深夜の事も有り、3階を見てみたかった私は彼女と3階に向かいました。

3階に着くとギャラリーの入り口は、昔の芝居小屋みたいな造りでくぐり戸になっていました。もう、沢山の声が中から聞えて来ていました。ただ、その創作舞踊の演出の女性だけが真剣な表情で中には入らずくぐり戸の前で立ち竦んでいました。

「どうかしましたか?」と聞きますと、自分は入れないと言い。私は、取り敢えず入ろうとくぐり戸に頭を突っ込みました。
でも、私も結局は入れませんでした。

凄い空気の壁があって、少し吐き気がしました。

出て来たダンサーたちに聞いたところ、中には世界中から集めた面と人形がかなりの数展示されていたとの事でした。

結局、私は入れなかった訳ですが、本番中、15時開演でしたが始まると私の横にはいつの間にか昨夜の女の子が現れ、不思議そうな表情で舞台を見ていました。

終演と共に女の子は消えましたが何故か、その時、嫌な気分にはならず、楽しんでくれている女の子に心がホッとしました。

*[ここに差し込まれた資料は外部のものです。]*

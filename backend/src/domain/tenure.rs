//! Human-readable tenure derived from a start date.

use chrono::{Datelike, NaiveDate};

use super::StartDate;

const MONTHS_IN_YEAR: i32 = 12;
const NEW_STARTER: &str = "New starter";

/// Describe the time between `start` and `today`.
///
/// Returns an empty string for future or unknown start dates, `New starter`
/// for less than a whole month, and otherwise `N year(s), M month(s)` with
/// zero components omitted.
///
/// # Examples
/// ```
/// use chrono::NaiveDate;
/// use org_directory::domain::{describe_tenure, StartDate};
///
/// let today = NaiveDate::from_ymd_opt(2023, 3, 20).expect("valid date");
/// assert_eq!(describe_tenure(StartDate::parse("2020-01-15"), today), "3 years, 2 months");
/// ```
#[must_use]
pub fn describe_tenure(start: StartDate, today: NaiveDate) -> String {
    let Some(start) = start.to_naive_date() else {
        return String::new();
    };
    if start > today {
        return String::new();
    }

    let mut years = today.year() - start.year();
    let mut months = month_index(today) - month_index(start);
    if today.day() < start.day() {
        months -= 1;
    }
    if months < 0 {
        years -= 1;
        months += MONTHS_IN_YEAR;
    }

    if years == 0 && months == 0 {
        return NEW_STARTER.to_owned();
    }

    let parts = [(years, "year"), (months, "month")]
        .into_iter()
        .filter(|(count, _)| *count > 0)
        .map(|(count, unit)| {
            let plural = if count == 1 { "" } else { "s" };
            format!("{count} {unit}{plural}")
        })
        .collect::<Vec<_>>();
    parts.join(", ")
}

fn month_index(date: NaiveDate) -> i32 {
    i32::try_from(date.month0()).unwrap_or_default()
}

現在、私はT港の大きな劇場にて勤務していますが、実は、その劇場の水場で何度かその女の子に似た子供と出会います。顏と着物は少し異なっていますが、私を見ると微笑んできます。

その子は建物の中を移動している様で、警備の方も目撃していて話を聞くと、私が出会う子と同一のようです。様々な催し物で私の横に立つことは有りませんが芸能が好きな妖怪なのではと、勝手に思っています。